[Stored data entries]

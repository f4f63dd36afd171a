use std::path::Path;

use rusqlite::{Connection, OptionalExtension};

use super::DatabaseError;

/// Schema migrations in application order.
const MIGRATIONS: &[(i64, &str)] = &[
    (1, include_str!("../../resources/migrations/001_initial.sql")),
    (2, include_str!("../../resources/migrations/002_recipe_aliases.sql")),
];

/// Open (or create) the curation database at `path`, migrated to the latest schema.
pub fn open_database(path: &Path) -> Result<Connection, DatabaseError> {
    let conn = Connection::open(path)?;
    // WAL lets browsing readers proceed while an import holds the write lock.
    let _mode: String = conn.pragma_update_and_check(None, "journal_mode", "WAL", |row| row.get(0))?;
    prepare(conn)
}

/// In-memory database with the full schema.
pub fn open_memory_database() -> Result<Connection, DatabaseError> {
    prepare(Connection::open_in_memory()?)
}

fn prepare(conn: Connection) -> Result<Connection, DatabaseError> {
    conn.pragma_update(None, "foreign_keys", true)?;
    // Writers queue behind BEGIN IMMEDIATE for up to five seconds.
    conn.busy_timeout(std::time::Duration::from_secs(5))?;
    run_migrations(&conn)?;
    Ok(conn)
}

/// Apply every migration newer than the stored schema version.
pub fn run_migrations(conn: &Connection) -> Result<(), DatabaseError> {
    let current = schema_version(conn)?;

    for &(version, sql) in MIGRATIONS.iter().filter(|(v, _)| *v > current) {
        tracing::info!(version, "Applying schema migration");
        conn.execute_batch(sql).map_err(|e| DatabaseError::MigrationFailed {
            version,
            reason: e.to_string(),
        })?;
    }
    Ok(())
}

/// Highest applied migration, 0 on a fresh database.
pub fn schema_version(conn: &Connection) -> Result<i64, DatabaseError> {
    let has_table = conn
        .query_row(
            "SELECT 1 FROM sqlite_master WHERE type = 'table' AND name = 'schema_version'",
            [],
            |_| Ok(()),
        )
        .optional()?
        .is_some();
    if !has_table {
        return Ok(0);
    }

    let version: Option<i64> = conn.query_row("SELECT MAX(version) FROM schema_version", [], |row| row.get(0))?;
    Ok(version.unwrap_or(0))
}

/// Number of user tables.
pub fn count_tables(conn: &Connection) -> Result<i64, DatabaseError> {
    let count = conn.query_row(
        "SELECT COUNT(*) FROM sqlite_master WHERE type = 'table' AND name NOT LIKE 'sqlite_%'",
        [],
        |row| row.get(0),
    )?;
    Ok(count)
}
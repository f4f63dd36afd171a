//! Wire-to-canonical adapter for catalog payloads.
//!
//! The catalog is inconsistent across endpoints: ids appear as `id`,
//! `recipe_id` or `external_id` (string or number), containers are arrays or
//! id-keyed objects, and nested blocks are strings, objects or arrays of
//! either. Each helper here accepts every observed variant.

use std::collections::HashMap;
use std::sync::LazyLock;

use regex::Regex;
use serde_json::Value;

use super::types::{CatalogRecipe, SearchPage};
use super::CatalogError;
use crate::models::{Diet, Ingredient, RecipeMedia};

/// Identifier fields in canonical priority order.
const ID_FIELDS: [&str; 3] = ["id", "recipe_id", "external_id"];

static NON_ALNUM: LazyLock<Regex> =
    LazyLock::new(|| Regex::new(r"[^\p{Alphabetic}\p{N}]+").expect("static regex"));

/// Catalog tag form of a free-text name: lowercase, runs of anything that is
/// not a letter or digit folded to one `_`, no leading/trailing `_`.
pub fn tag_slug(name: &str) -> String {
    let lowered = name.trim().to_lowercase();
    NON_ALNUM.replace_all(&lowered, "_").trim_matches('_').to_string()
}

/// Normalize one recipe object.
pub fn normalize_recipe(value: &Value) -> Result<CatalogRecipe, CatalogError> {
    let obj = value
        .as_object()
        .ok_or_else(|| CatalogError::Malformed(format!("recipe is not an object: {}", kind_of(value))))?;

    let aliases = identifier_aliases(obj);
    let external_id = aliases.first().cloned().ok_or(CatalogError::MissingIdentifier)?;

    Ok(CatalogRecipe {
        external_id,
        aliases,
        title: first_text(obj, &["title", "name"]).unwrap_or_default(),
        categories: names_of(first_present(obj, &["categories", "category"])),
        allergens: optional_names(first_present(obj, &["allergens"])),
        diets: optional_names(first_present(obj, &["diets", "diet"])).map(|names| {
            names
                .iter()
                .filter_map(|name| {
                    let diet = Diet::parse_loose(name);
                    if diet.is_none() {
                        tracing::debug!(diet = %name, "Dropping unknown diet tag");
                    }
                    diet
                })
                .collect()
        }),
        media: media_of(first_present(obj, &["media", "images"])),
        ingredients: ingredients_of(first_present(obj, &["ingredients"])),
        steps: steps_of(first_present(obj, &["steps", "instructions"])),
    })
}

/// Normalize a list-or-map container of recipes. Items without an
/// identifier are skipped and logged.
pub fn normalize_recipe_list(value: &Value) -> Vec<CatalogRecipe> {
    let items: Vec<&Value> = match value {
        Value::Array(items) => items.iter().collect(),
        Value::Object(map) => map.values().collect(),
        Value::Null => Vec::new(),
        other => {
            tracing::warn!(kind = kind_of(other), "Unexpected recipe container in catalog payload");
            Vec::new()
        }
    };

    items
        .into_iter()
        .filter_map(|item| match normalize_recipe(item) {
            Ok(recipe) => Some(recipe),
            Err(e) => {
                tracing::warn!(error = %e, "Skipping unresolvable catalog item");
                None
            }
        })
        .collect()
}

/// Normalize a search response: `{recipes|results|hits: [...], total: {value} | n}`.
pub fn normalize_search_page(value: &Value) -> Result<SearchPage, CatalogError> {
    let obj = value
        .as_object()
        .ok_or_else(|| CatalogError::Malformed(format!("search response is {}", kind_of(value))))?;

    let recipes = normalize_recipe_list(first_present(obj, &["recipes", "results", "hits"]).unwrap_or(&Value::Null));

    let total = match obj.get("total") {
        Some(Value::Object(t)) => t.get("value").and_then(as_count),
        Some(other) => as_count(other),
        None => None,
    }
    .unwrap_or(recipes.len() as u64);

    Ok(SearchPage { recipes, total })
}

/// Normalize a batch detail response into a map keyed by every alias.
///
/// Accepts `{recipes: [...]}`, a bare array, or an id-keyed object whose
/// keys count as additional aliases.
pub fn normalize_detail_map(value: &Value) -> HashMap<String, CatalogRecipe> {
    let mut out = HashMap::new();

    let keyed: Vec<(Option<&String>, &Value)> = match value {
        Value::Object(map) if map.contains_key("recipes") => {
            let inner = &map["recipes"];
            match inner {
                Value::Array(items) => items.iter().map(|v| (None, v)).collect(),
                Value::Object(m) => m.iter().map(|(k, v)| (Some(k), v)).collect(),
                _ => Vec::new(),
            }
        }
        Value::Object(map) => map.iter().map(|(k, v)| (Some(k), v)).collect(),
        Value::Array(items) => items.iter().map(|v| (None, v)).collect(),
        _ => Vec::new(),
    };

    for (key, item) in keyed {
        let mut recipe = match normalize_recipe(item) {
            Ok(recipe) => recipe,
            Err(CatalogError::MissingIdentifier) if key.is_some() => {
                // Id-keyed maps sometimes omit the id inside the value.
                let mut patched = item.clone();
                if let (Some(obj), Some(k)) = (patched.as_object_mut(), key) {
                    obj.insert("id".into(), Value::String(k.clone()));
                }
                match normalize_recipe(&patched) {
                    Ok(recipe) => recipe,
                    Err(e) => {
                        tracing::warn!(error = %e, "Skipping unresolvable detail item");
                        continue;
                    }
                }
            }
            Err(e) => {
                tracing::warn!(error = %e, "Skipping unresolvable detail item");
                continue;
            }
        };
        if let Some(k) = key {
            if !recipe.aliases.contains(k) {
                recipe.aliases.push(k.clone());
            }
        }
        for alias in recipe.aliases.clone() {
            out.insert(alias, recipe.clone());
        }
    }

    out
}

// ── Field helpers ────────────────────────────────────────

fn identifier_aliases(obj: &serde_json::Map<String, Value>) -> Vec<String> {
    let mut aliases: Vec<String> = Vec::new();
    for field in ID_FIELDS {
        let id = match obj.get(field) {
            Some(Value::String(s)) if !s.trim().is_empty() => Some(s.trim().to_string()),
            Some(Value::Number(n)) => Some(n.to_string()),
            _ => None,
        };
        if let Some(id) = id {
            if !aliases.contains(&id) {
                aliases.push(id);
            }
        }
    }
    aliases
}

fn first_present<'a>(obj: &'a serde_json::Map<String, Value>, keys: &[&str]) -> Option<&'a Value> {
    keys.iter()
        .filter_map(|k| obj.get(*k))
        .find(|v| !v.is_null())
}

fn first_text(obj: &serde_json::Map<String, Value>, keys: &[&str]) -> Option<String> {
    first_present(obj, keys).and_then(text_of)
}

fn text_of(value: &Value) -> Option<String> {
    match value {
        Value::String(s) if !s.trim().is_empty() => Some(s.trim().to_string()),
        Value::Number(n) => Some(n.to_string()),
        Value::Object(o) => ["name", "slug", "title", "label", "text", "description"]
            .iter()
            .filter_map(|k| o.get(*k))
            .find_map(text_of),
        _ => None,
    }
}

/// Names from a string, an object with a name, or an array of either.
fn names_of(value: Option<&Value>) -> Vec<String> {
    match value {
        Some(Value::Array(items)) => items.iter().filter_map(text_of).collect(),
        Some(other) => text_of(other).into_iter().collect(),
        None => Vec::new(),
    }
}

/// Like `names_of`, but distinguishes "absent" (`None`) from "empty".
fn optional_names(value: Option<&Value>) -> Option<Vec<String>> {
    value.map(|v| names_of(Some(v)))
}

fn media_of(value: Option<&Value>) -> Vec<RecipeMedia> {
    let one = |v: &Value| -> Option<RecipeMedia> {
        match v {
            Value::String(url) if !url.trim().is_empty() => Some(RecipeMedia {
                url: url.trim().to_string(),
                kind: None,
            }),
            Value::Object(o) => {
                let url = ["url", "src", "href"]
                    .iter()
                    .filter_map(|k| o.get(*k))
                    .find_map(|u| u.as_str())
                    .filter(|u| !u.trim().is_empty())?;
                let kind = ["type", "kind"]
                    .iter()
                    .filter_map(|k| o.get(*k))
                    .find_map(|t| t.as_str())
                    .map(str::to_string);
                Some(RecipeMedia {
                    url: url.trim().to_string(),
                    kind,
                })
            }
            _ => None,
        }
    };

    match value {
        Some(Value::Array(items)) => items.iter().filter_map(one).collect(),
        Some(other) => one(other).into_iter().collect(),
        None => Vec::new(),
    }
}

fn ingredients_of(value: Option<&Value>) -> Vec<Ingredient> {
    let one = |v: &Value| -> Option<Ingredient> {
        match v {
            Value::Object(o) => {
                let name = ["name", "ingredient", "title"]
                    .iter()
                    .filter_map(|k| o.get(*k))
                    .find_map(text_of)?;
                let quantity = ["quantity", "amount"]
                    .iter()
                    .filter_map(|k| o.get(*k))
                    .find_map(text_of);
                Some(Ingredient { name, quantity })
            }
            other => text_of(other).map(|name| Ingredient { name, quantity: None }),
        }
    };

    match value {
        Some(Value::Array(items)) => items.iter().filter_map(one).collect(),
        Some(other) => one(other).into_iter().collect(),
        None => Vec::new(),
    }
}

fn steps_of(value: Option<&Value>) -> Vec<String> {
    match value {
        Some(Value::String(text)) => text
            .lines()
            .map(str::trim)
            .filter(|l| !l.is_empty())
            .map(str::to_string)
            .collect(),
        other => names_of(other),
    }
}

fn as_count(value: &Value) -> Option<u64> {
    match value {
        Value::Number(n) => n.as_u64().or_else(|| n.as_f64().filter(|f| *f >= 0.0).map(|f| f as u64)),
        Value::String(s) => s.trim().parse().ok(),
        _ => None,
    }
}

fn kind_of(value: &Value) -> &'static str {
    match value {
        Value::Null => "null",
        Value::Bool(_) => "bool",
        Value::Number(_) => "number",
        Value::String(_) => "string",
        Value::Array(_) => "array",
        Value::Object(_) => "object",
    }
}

§ **About this task**: Pull every line containing "push" out of the records.

§ **Task solution**:
                recipe.aliases.push(k.clone());
                aliases.push(id);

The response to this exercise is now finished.